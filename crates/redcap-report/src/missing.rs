//! Missing-variable report artifacts.

use std::path::Path;

use chrono::Utc;
use redcap_check::{MissingCategory, MissingVariableReport};
use serde::Serialize;
use tracing::info;

use crate::error::{ReportError, Result};

/// Write the report as a CSV with one column per category.
///
/// Columns keep the fixed category order; shorter columns are padded with
/// empty cells so every row has four values.
pub fn write_missing_report_csv(report: &MissingVariableReport, path: &Path) -> Result<()> {
    let columns: Vec<Vec<&String>> = MissingCategory::ALL
        .into_iter()
        .map(|category| report.category(category).iter().collect())
        .collect();
    let height = columns.iter().map(Vec::len).max().unwrap_or(0);

    let mut writer = csv::Writer::from_path(path).map_err(|e| ReportError::csv(path, &e))?;
    writer
        .write_record(MissingCategory::ALL.map(MissingCategory::label))
        .map_err(|e| ReportError::csv(path, &e))?;
    for row_idx in 0..height {
        let row: Vec<&str> = columns
            .iter()
            .map(|column| column.get(row_idx).map(|name| name.as_str()).unwrap_or(""))
            .collect();
        writer
            .write_record(&row)
            .map_err(|e| ReportError::csv(path, &e))?;
    }
    writer
        .flush()
        .map_err(|source| ReportError::io(path, source))?;
    info!(path = %path.display(), missing = report.total_missing(), "wrote missing-variable report");
    Ok(())
}

/// Machine-readable summary of one classification run.
#[derive(Debug, Serialize)]
pub struct MissingSummary {
    pub generated_at: String,
    pub expected: usize,
    pub total_missing: usize,
    pub complete_variables: usize,
    pub checkbox_variables: usize,
    pub timestamp_variables: usize,
    pub other_missing: usize,
}

impl MissingSummary {
    pub fn new(report: &MissingVariableReport, expected: usize) -> Self {
        Self {
            generated_at: Utc::now().to_rfc3339(),
            expected,
            total_missing: report.total_missing(),
            complete_variables: report.complete_variables.len(),
            checkbox_variables: report.checkbox_variables.len(),
            timestamp_variables: report.timestamp_variables.len(),
            other_missing: report.other_missing.len(),
        }
    }
}

/// Write per-category counts as JSON. Zero counts are kept so an all-present
/// expected set still produces a visible report.
pub fn write_missing_summary_json(summary: &MissingSummary, path: &Path) -> Result<()> {
    let json = serde_json::to_string_pretty(summary)?;
    std::fs::write(path, json).map_err(|source| ReportError::io(path, source))?;
    Ok(())
}
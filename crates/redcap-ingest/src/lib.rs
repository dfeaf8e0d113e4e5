#![deny(unsafe_code)]

//! CSV ingestion for REDCap exports.
//!
//! Metadata exports become a typed [`redcap_model::MetadataTable`], failing
//! fast when a required column is absent. Record exports stay as a plain
//! header/row table since their columns vary per project.

mod error;
mod expected;
mod metadata;
mod records;

pub use error::{IngestError, Result};
pub use expected::read_expected_variables;
pub use metadata::parse_metadata_csv;
pub use records::{RecordTable, parse_records_csv, write_records_csv};
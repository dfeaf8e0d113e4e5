#![deny(unsafe_code)]

//! Typed model for REDCap metadata exports.
//!
//! REDCap's metadata export is a CSV with one row per study field. This crate
//! turns those rows into validated records so that downstream analysis never
//! has to look columns up by string name at the point of use.

mod choices;
mod error;
mod field_type;
mod metadata;

pub use choices::{ChoiceOption, parse_choices};
pub use error::{ModelError, Result};
pub use field_type::FieldType;
pub use metadata::{MetadataRecord, MetadataTable};
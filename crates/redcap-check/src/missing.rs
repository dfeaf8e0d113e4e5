//! Missing-variable classification.
//!
//! Expected variables absent from the metadata fall into four buckets based
//! on REDCap naming conventions: per-form `_complete` status fields, exploded
//! checkbox options (`___`), survey timestamps, and everything else. The
//! conventions are not mutually exclusive as substrings (a name can contain
//! both `___` and `timestamp`), so classification applies an ordered rule
//! list and the first match wins. That keeps the four buckets a true
//! partition of the missing set.

use std::collections::BTreeSet;

use redcap_model::MetadataTable;
use serde::Serialize;

/// Bucket an absent variable falls into.
#[derive(Debug, Clone, Copy, PartialEq, Eq, Serialize)]
pub enum MissingCategory {
    /// Name ends with the per-form status suffix `_complete`.
    Complete,
    /// Name contains the checkbox option separator `___`.
    Checkbox,
    /// Name contains `timestamp` (case-insensitive).
    Timestamp,
    /// None of the conventions apply.
    Other,
}

impl MissingCategory {
    /// All categories in report column order.
    pub const ALL: [Self; 4] = [Self::Complete, Self::Checkbox, Self::Timestamp, Self::Other];

    /// Report column name for this category.
    pub fn label(self) -> &'static str {
        match self {
            Self::Complete => "complete_variables",
            Self::Checkbox => "checkbox_variables",
            Self::Timestamp => "timestamp_variables",
            Self::Other => "other_missing",
        }
    }
}

/// Classification rules in precedence order. First match wins; the trailing
/// `Other` rule always matches, so every missing name lands in exactly one
/// bucket.
const MISSING_RULES: [(fn(&str) -> bool, MissingCategory); 4] = [
    (is_complete_field, MissingCategory::Complete),
    (is_checkbox_field, MissingCategory::Checkbox),
    (is_timestamp_field, MissingCategory::Timestamp),
    (|_| true, MissingCategory::Other),
];

fn is_complete_field(name: &str) -> bool {
    name.ends_with("_complete")
}

fn is_checkbox_field(name: &str) -> bool {
    name.contains("___")
}

fn is_timestamp_field(name: &str) -> bool {
    name.to_lowercase().contains("timestamp")
}

fn categorize(name: &str) -> MissingCategory {
    for (predicate, category) in MISSING_RULES {
        if predicate(name) {
            return category;
        }
    }
    MissingCategory::Other
}

/// Partition of the missing-variable set. The four sets are pairwise
/// disjoint and their union is exactly `expected − present`. Computed fresh
/// per call and never mutated afterwards.
#[derive(Debug, Clone, Default, PartialEq, Eq, Serialize)]
pub struct MissingVariableReport {
    pub complete_variables: BTreeSet<String>,
    pub checkbox_variables: BTreeSet<String>,
    pub timestamp_variables: BTreeSet<String>,
    pub other_missing: BTreeSet<String>,
}

impl MissingVariableReport {
    /// Names in the given category.
    pub fn category(&self, category: MissingCategory) -> &BTreeSet<String> {
        match category {
            MissingCategory::Complete => &self.complete_variables,
            MissingCategory::Checkbox => &self.checkbox_variables,
            MissingCategory::Timestamp => &self.timestamp_variables,
            MissingCategory::Other => &self.other_missing,
        }
    }

    fn category_mut(&mut self, category: MissingCategory) -> &mut BTreeSet<String> {
        match category {
            MissingCategory::Complete => &mut self.complete_variables,
            MissingCategory::Checkbox => &mut self.checkbox_variables,
            MissingCategory::Timestamp => &mut self.timestamp_variables,
            MissingCategory::Other => &mut self.other_missing,
        }
    }

    /// Count per category, in report column order. Zero counts are included
    /// so an all-present expected set still reports every category.
    pub fn category_counts(&self) -> Vec<(MissingCategory, usize)> {
        MissingCategory::ALL
            .into_iter()
            .map(|category| (category, self.category(category).len()))
            .collect()
    }

    pub fn total_missing(&self) -> usize {
        MissingCategory::ALL
            .into_iter()
            .map(|category| self.category(category).len())
            .sum()
    }

    pub fn is_empty(&self) -> bool {
        self.total_missing() == 0
    }
}

/// Classify which expected variables are absent from the metadata.
///
/// Pure function: `present` is the set of `field_name` values in the table
/// (duplicate rows collapse), the missing set is `expected − present`, and
/// each missing name goes to the first rule of [`MISSING_RULES`] that
/// matches it. Empty inputs are not errors; they simply yield empty sets.
pub fn classify_missing(
    expected: &BTreeSet<String>,
    metadata: &MetadataTable,
) -> MissingVariableReport {
    let present = metadata.field_names();
    let mut report = MissingVariableReport::default();
    for name in expected {
        if present.contains(name.as_str()) {
            continue;
        }
        report
            .category_mut(categorize(name))
            .insert(name.clone());
    }
    report
}

#[cfg(test)]
mod tests {
    use std::collections::BTreeSet;

    use redcap_model::{FieldType, MetadataRecord, MetadataTable};

    use super::{MissingCategory, classify_missing};

    fn table(names: &[&str]) -> MetadataTable {
        let records = names
            .iter()
            .map(|name| {
                MetadataRecord::new(*name, "form", FieldType::Text, "", "").expect("record")
            })
            .collect();
        MetadataTable::new(records)
    }

    fn set(names: &[&str]) -> BTreeSet<String> {
        names.iter().map(|s| s.to_string()).collect()
    }

    #[test]
    fn partitions_missing_names() {
        let metadata = table(&["sex_bio", "gender", "height"]);
        let expected = set(&[
            "sex_bio",
            "gender",
            "monthly_income",
            "marital_status",
            "height",
            "weight",
            "timestamp_col",
        ]);
        let report = classify_missing(&expected, &metadata);
        assert_eq!(
            report.other_missing,
            set(&["monthly_income", "marital_status", "weight"])
        );
        assert_eq!(report.timestamp_variables, set(&["timestamp_col"]));
        assert!(report.checkbox_variables.is_empty());
        assert!(report.complete_variables.is_empty());
    }

    #[test]
    fn complete_suffix_wins() {
        let report = classify_missing(&set(&["demographics_complete"]), &table(&[]));
        assert_eq!(report.complete_variables, set(&["demographics_complete"]));
        assert_eq!(report.total_missing(), 1);
    }

    #[test]
    fn checkbox_options_are_grouped() {
        let report = classify_missing(&set(&["race___1", "race___2"]), &table(&[]));
        assert_eq!(report.checkbox_variables, set(&["race___1", "race___2"]));
    }

    #[test]
    fn precedence_checkbox_before_timestamp() {
        let report = classify_missing(&set(&["foo___timestamp"]), &table(&[]));
        assert_eq!(report.checkbox_variables, set(&["foo___timestamp"]));
        assert!(report.timestamp_variables.is_empty());
    }

    #[test]
    fn precedence_complete_before_checkbox() {
        let report = classify_missing(&set(&["survey___x_complete"]), &table(&[]));
        assert_eq!(report.complete_variables, set(&["survey___x_complete"]));
        assert!(report.checkbox_variables.is_empty());
    }

    #[test]
    fn timestamp_match_is_case_insensitive() {
        let report = classify_missing(&set(&["survey_TimeStamp"]), &table(&[]));
        assert_eq!(report.timestamp_variables, set(&["survey_TimeStamp"]));
    }

    #[test]
    fn empty_expected_yields_empty_report() {
        let report = classify_missing(&BTreeSet::new(), &table(&["a", "b"]));
        assert!(report.is_empty());
        for (_, count) in report.category_counts() {
            assert_eq!(count, 0);
        }
    }

    #[test]
    fn fully_present_expected_yields_empty_report() {
        let metadata = table(&["a_complete", "b___1", "c_timestamp", "d"]);
        let expected = set(&["a_complete", "b___1", "c_timestamp", "d"]);
        let report = classify_missing(&expected, &metadata);
        assert!(report.is_empty());
    }

    #[test]
    fn empty_metadata_is_not_an_error() {
        let report = classify_missing(&set(&["weight"]), &table(&[]));
        assert_eq!(report.other_missing, set(&["weight"]));
    }

    #[test]
    fn category_counts_keep_column_order() {
        let report = classify_missing(&set(&["x_complete", "y___1", "z"]), &table(&[]));
        let counts = report.category_counts();
        assert_eq!(counts[0], (MissingCategory::Complete, 1));
        assert_eq!(counts[1], (MissingCategory::Checkbox, 1));
        assert_eq!(counts[2], (MissingCategory::Timestamp, 0));
        assert_eq!(counts[3], (MissingCategory::Other, 1));
    }
}
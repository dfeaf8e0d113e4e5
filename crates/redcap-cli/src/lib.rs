//! CLI library components for the REDCap metadata toolkit.

pub mod logging;
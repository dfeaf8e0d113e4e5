use thiserror::Error;

#[derive(Debug, Error)]
pub enum ModelError {
    #[error("metadata record has empty field_name")]
    EmptyFieldName,
}

pub type Result<T> = std::result::Result<T, ModelError>;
::::::::::
- _Your task_: Only lines with the word "MissingVariableReport" belong in the answer; copy each of them from the material above.

- _Result_:
use redcap_check::{MissingCategory, MissingVariableReport};
pub fn write_missing_report_csv(report: &MissingVariableReport, path: &Path) -> Result<()> {
    pub fn new(report: &MissingVariableReport, expected: usize) -> Self {
pub struct MissingVariableReport {
impl MissingVariableReport {
) -> MissingVariableReport {
    let mut report = MissingVariableReport::default();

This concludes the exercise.